[Records excerpted from a collection]
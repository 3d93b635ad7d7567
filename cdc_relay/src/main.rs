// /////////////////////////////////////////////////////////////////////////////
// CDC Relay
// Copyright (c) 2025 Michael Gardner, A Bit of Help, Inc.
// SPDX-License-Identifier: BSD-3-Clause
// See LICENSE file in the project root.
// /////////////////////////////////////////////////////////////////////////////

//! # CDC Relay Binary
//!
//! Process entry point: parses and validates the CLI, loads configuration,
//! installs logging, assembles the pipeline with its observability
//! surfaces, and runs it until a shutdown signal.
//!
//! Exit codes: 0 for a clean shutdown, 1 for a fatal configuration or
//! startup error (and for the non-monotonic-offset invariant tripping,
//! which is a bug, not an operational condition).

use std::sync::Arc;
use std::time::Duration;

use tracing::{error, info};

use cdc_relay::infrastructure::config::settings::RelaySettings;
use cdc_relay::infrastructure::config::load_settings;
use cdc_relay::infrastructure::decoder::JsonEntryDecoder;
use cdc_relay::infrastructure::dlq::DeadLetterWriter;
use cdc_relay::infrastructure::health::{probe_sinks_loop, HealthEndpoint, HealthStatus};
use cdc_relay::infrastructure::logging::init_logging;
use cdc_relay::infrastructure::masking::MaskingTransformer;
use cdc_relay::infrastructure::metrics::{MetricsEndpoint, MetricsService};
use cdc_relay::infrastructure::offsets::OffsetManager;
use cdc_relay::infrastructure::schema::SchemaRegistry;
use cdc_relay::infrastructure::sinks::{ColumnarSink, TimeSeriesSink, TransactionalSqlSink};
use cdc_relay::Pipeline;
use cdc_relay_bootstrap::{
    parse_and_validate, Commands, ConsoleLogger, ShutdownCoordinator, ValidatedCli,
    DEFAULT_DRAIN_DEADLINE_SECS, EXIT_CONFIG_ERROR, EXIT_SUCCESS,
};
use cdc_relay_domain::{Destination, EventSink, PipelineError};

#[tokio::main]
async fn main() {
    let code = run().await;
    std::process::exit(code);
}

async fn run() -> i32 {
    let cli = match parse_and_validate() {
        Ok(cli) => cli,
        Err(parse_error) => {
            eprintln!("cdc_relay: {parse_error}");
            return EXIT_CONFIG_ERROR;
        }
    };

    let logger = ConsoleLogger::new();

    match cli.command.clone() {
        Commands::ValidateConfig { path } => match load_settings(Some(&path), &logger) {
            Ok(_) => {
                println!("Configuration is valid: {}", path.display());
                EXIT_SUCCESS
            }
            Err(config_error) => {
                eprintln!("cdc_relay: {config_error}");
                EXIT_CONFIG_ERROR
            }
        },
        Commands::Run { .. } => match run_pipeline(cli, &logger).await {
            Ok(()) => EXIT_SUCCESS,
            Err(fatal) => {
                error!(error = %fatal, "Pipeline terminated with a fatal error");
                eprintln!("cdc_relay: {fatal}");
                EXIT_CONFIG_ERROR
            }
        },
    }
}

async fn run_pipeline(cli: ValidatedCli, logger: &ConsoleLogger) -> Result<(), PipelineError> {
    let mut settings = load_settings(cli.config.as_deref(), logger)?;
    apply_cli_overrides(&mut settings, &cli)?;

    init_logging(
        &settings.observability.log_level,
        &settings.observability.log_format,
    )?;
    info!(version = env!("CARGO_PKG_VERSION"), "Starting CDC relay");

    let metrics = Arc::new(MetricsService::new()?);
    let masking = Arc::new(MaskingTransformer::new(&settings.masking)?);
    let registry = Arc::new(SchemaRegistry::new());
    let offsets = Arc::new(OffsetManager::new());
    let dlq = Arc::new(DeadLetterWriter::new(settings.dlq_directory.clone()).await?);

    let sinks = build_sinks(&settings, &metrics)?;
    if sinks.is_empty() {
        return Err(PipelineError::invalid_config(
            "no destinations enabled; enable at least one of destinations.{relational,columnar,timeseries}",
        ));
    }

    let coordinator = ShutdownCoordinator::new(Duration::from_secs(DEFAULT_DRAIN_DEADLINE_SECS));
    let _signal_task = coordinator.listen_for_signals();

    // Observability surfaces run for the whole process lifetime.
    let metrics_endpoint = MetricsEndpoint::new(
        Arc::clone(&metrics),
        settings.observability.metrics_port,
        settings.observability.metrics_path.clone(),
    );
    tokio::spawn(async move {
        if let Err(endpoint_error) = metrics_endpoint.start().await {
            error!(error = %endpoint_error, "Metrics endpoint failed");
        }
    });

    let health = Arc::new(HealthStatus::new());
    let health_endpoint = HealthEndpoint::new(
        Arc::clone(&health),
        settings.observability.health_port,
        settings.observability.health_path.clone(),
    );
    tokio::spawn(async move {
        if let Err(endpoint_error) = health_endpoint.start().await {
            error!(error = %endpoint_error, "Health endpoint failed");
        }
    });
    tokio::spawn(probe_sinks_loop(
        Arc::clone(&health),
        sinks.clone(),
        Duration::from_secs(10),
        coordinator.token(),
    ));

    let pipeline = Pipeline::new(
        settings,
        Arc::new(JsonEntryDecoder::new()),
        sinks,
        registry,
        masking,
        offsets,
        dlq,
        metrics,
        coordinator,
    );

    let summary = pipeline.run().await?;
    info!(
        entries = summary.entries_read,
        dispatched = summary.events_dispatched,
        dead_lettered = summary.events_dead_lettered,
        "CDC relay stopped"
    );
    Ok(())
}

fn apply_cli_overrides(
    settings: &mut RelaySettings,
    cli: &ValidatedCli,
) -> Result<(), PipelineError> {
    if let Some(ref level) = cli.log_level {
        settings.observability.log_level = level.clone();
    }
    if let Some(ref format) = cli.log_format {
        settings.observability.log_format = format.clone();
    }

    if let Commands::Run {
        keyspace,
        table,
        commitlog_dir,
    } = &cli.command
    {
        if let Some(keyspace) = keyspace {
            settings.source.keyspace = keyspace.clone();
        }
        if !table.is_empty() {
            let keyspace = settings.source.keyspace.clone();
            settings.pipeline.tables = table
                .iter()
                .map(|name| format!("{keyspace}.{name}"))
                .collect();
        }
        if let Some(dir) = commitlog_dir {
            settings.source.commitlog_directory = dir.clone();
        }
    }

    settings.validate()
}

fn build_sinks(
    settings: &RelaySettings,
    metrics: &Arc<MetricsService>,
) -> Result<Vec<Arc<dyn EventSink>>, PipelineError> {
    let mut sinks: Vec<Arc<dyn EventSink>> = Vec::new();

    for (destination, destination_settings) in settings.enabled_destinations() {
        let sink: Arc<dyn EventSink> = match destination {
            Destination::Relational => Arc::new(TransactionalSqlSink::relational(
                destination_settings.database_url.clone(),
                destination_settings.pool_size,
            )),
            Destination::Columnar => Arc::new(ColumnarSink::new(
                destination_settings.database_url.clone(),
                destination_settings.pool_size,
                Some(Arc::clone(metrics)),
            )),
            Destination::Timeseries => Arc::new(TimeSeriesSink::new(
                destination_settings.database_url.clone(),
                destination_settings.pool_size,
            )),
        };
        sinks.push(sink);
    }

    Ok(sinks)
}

...

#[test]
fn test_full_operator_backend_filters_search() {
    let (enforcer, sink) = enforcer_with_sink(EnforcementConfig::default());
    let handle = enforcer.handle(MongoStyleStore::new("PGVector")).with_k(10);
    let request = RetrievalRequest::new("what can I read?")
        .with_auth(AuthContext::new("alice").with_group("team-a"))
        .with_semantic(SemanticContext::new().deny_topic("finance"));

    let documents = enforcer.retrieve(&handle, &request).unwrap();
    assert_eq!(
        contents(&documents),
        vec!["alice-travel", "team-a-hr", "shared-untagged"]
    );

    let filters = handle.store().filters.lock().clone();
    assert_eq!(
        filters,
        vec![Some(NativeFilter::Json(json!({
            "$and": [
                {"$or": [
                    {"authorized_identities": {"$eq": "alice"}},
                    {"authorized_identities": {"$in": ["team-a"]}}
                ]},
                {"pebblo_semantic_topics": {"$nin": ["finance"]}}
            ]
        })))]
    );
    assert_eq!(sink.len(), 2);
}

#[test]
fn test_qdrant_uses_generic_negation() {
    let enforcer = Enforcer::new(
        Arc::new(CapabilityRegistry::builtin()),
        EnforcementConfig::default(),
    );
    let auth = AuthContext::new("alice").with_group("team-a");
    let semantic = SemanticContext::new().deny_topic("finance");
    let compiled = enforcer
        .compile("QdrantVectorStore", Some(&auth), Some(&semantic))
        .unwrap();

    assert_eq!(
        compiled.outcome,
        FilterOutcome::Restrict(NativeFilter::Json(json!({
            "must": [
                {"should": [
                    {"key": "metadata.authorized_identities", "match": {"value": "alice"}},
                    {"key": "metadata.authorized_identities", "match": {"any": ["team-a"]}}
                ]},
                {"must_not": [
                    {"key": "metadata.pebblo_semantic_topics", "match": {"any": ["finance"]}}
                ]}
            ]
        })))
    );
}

...

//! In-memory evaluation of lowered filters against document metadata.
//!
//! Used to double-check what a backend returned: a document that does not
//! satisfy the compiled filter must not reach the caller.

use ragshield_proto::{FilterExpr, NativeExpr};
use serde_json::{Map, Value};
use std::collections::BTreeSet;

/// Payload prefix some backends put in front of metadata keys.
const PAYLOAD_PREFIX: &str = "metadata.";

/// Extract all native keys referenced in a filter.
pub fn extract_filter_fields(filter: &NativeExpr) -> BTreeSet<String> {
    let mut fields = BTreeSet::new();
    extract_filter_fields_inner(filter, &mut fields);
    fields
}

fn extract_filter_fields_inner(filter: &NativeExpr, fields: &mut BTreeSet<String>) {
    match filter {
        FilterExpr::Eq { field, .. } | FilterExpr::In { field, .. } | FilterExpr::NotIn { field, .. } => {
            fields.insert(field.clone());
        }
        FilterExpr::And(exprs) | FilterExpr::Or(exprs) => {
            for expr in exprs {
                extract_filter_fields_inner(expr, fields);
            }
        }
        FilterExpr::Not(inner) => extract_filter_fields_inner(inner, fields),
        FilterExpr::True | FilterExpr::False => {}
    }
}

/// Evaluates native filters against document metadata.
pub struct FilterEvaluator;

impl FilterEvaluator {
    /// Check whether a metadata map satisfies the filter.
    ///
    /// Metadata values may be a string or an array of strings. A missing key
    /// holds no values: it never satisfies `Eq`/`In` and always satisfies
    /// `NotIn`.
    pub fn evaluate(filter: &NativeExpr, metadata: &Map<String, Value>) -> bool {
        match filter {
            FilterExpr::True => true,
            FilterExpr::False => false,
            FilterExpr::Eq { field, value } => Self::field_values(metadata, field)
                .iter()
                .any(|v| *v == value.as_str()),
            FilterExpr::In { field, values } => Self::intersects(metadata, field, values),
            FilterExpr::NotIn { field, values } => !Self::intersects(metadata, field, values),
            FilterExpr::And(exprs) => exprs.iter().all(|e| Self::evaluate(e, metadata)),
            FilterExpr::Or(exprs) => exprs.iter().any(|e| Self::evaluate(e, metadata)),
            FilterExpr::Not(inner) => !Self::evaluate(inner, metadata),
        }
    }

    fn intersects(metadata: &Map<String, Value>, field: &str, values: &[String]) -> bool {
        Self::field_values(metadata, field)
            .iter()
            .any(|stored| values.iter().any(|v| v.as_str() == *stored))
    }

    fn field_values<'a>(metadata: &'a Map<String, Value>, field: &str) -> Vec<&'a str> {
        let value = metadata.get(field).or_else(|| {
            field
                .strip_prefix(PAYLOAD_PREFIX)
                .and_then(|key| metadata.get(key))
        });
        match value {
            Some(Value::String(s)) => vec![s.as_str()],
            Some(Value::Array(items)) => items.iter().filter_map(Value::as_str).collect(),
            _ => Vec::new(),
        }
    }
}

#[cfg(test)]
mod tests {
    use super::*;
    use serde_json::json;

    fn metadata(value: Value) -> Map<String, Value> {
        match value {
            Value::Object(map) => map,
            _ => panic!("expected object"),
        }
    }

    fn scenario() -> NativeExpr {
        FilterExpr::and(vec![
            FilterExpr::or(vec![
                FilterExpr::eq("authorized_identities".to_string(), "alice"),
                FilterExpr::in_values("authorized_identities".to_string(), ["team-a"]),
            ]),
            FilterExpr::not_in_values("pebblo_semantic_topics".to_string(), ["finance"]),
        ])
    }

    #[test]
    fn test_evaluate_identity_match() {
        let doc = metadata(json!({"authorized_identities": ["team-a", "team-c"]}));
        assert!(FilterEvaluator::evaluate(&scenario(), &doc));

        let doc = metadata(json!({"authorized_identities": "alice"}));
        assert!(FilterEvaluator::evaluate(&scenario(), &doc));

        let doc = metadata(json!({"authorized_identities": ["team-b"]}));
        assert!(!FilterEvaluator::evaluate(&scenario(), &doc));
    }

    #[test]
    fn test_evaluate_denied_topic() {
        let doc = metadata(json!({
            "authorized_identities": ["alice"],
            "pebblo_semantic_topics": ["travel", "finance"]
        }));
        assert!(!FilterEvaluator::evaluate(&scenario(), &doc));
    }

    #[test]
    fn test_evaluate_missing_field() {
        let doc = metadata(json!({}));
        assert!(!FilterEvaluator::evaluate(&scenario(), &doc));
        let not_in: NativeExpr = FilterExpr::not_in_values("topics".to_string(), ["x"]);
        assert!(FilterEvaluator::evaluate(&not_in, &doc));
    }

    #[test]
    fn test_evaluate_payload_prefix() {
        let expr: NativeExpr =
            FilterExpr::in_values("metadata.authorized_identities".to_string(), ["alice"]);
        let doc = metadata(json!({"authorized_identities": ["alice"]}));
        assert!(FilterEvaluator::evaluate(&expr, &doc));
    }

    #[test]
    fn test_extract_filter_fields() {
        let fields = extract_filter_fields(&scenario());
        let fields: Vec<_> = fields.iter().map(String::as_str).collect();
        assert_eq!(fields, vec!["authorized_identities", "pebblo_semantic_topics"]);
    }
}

PROMPT →
All lines above with the word "ColumnarSink" need to be reported.

SOLUTION TO THIS PROBLEM →
use cdc_relay::infrastructure::sinks::{ColumnarSink, TimeSeriesSink, TransactionalSqlSink};
            Destination::Columnar => Arc::new(ColumnarSink::new(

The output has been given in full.